Les précisions relatives à la computation des délais et aux règles régissant les notifications constituent également une avancée considérable au grand bénéfice des justiciables.

Contrairement aux dispositions anciennes qui se limitaient à indiquer que tous les délais de procédure sont francs, le titre 18 dans sa nouvelle rédaction précise que lorsqu’un acte ou une formalité doit être accompli avant l’expiration d’un délai, celui-ci a pour origine la date de l’acte, de l’évènement ou de la signification qui le fait courir.

Par ailleurs, les nouveaux articles 760 et suivants vont désormais gouverner les questions en rapport avec la forme des notifications, la signification, la notification des actes en la forme ordinaire et les règles particulières à la notification des jugements, toute chose qui jusqu’ici manquait de clarté.

On ne manquera surtout pas de souligner l’introduction dans le CPCCS, des procédures d’injonction de payer et d’injonction de délivrer ou de restituer un bien meuble déterminé.
Le CPCCS ne connaissait jusqu’ici que de la procédure d’injonction de faire prévue aux articles 732 et suivants.

Pour le recouvrement des créances tout comme la délivrance ou la restitution d’un bien meuble déterminé, le justiciable malien devait aller puiser dans l’Acte Uniforme de l’OHADA (Organisation pour l’Harmonisation en Afrique du Droit des Affaires) portant organisation des Procédures Simplifiées de Recouvrement et des Voies d’Exécution (AUPSRVE).

En réalité, les Etats africains de la zone francs se sont engagés depuis quelques années dans un vaste mouvement d’intégration devant conduire à terme, à la libre circulation des personnes, des biens, des services et des capitaux.

L’insécurité juridique née de l’archaïsme et de la disparité des textes applicables est à l’origine de l’introduction de ces deux procédures dans le CPCCS.

C’est pour tenter de mettre un terme à cette situation et dans le dessein de rationaliser l’environnement juridique des entreprises afin de le rendre plus attractif qu’il était devenu impératif de mettre en conformité les dispositions du CPCCS avec les législations communautaires, comme l’on fait avant, plusieurs Etats à l’instar du Bénin, du Burkina Faso ou encore du Sénégal.

Contrairement à d’autres législations étrangères, le Décret révisé va au-delà du simple renvoi aux dispositions de l’AUPSRVE relatives à ces deux procédures.

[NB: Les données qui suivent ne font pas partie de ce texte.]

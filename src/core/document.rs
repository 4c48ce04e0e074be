//! Screened corpus documents and the reasons files get left out

use std::path::PathBuf;

use serde_json::{Map, Value};

/// Frontmatter as parsed key/value pairs, kept verbatim for output
pub type Frontmatter = Map<String, Value>;

/// A document that passed screening and participates in ranking
#[derive(Debug, Clone)]
pub struct Document {
	pub slug: String,
	pub path: PathBuf,
	pub frontmatter: Frontmatter,
	pub plain_text: String,
}

impl Document {
	/// Screen a parsed file into a rankable document. Files without a
	/// non-empty `slug`, or marked `draft: true`, are excluded rather
	/// than failing the run.
	pub fn screen(path: PathBuf, frontmatter: Frontmatter, plain_text: String) -> Result<Self, Exclusion> {
		if frontmatter
			.get("draft")
			.and_then(Value::as_bool)
			.unwrap_or(false)
		{
			return Err(Exclusion { path, reason: ExclusionReason::Draft });
		}
		let slug = match frontmatter.get("slug").and_then(Value::as_str) {
			Some(s) if !s.is_empty() => s.to_string(),
			_ => return Err(Exclusion { path, reason: ExclusionReason::MissingSlug }),
		};
		Ok(Self { slug, path, frontmatter, plain_text })
	}
}

/// A file that was read but does not take part in ranking
#[derive(Debug, Clone)]
pub struct Exclusion {
	pub path: PathBuf,
	pub reason: ExclusionReason,
}

#[derive(Debug, Clone, Copy, PartialEq, Eq, Hash)]
pub enum ExclusionReason {
	MissingSlug,
	Draft,
	MalformedFrontmatter,
}

impl ExclusionReason {
	pub fn label(&self) -> &'static str {
		match self {
			Self::MissingSlug => "missing slug",
			Self::Draft => "draft",
			Self::MalformedFrontmatter => "malformed frontmatter",
		}
	}
}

En prenant à son compte ces dispositions et en les codifiant, le Décret révisé innove en ce qu’il dote ainsi le Mali d’une législation propre en la matière.

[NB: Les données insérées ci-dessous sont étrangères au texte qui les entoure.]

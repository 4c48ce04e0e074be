//! Rank command - embed the corpus and write the related index

use anyhow::{Context, Result};
use std::fs;
use std::path::Path;
use std::time::Instant;

use crate::config;
use crate::core::{Document, Embedding, ExclusionReason, Normalizer, RelatedIndex};
use crate::models::{Embedder, TextModel};
use crate::runtime::Provider;
use crate::storage::{load_corpus, EmbeddingCache, LoadedCorpus};
use crate::ui;

#[allow(clippy::too_many_arguments)]
pub fn run(
	dir: &Path,
	recursive: bool,
	top_k: usize,
	output: &Path,
	min_score: f32,
	force: bool,
	provider: Provider,
) -> Result<()> {
	let start = Instant::now();

	ui::print_logo();
	ui::info(&format!("Loading corpus: {}", dir.display()));

	let normalizer = Normalizer::new();
	let corpus = load_corpus(dir, recursive, &normalizer)?;
	report_exclusions(&corpus);

	if corpus.documents.is_empty() {
		ui::warn("No rankable documents found");
	} else {
		ui::success(&format!("{} documents in corpus", corpus.documents.len()));
	}

	let embeddings = embed_corpus(&corpus.documents, dir, force, provider)?;

	let mut index = RelatedIndex::build(&corpus.documents, &embeddings, top_k)?;
	if min_score > config::DEFAULT_MIN_SCORE {
		index.retain_neighbors(|n| n.similarity >= min_score);
	}

	write_index(&index, output)?;

	println!();
	ui::success(&format!(
		"Ranked {} documents in {:.1}s",
		index.len(),
		start.elapsed().as_secs_f32()
	));

	Ok(())
}

fn report_exclusions(corpus: &LoadedCorpus) {
	if corpus.exclusions.is_empty() {
		return;
	}

	let mut parts = Vec::new();
	for reason in [
		ExclusionReason::Draft,
		ExclusionReason::MissingSlug,
		ExclusionReason::MalformedFrontmatter,
	] {
		let count = corpus.count_of(reason);
		if count > 0 {
			parts.push(format!("{} {}", count, reason.label()));
		}
	}
	ui::info(&format!(
		"Excluded {} files ({})",
		corpus.exclusions.len(),
		parts.join(", ")
	));

	for excl in &corpus.exclusions {
		ui::debug(&format!("{}: {}", excl.path.display(), excl.reason.label()));
	}
}

/// Resolve an embedding for every document, positionally aligned.
/// Cached vectors are reused; the model is loaded and invoked once,
/// only when at least one document misses.
fn embed_corpus(
	documents: &[Document],
	root: &Path,
	force: bool,
	provider: Provider,
) -> Result<Vec<Embedding>> {
	let model_name = config::embed_model_name();
	let mut cache = if force {
		EmbeddingCache::empty(&model_name)
	} else {
		EmbeddingCache::load_or_empty(root, &model_name)
	};

	let mut embeddings: Vec<Option<Embedding>> = documents
		.iter()
		.map(|doc| cache.get(&doc.plain_text))
		.collect();
	let missing: Vec<usize> = embeddings
		.iter()
		.enumerate()
		.filter(|(_, e)| e.is_none())
		.map(|(i, _)| i)
		.collect();

	if missing.is_empty() {
		if !documents.is_empty() {
			ui::info(&format!("All {} embeddings cached", documents.len()));
		}
	} else {
		ui::info(&format!(
			"Embedding {} documents ({} cached)",
			missing.len(),
			documents.len() - missing.len()
		));

		let model_path = config::get_embed_model_path()
			.context("No models directory found. Use --models-dir or set KINDRED_MODELS_DIR")?;
		let tokenizer_path = config::get_tokenizer_path()
			.context("No models directory found. Use --models-dir or set KINDRED_MODELS_DIR")?;
		if !model_path.exists() {
			anyhow::bail!("Embedding model not found: {}", model_path.display());
		}
		if !tokenizer_path.exists() {
			anyhow::bail!("Tokenizer not found: {}", tokenizer_path.display());
		}

		let load_start = Instant::now();
		let model = TextModel::load(&model_path, &tokenizer_path, provider)?;
		ui::success(&format!(
			"Model ready in {:.2}s",
			load_start.elapsed().as_secs_f32()
		));

		let texts: Vec<String> = missing
			.iter()
			.map(|&i| documents[i].plain_text.clone())
			.collect();
		let fresh = Embedder::new(model).embed_all(&texts)?;

		for (&idx, embedding) in missing.iter().zip(fresh.iter()) {
			cache.insert(&documents[idx].plain_text, embedding);
			embeddings[idx] = Some(embedding.clone());
		}

		if let Err(e) = cache.save(root) {
			ui::warn(&format!("Could not save embedding cache: {}", e));
		}
	}

	Ok(embeddings.into_iter().flatten().collect())
}

fn write_index(index: &RelatedIndex, output: &Path) -> Result<()> {
	let json = serde_json::to_string_pretty(index).context("Failed to serialize index")?;

	if output == Path::new("-") {
		println!("{}", json);
	} else {
		fs::write(output, format!("{}\n", json))
			.with_context(|| format!("Failed to write {}", output.display()))?;
		ui::success(&format!("Wrote {}", ui::path_link(output, 50)));
	}

	Ok(())
}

Cependant, il n’est pas inutile de rappeler que l’AUPSRVE abroge toutes les dispositions relatives aux matières qu’il concerne dans les Etats parties (article 336).

Dès lors, des doutes peuvent naître quant à l’apport pratique de cette dernière innovation.

De tout ce qui précède, il y a lieu de se réjouir des avancés considérables qui découlent de la modification du CPCCS. Elles contribuent à n’en point douter à la relance des activités économiques en ce qu’elles s’inscrivent dans une dynamique de protection et de sécurisation des investissements au Mali.

Il était sans doute temps d’adapter le procès civil aux exigences modernes d’une justice de qualité.

L’immixtion du consensuel à différentes étapes de la procédure tout comme la volonté de vulgarisation des formes de procès pour des meilleures relations entre le Juge et les parties en est assez révélateur.

Reste à souhaiter que les professionnels du droit, les gens d’affaires et les justiciables s’approprient l’ensemble de ces modifications et outils nouveaux qui, à plus d’un titre méritent d’être largement saluées.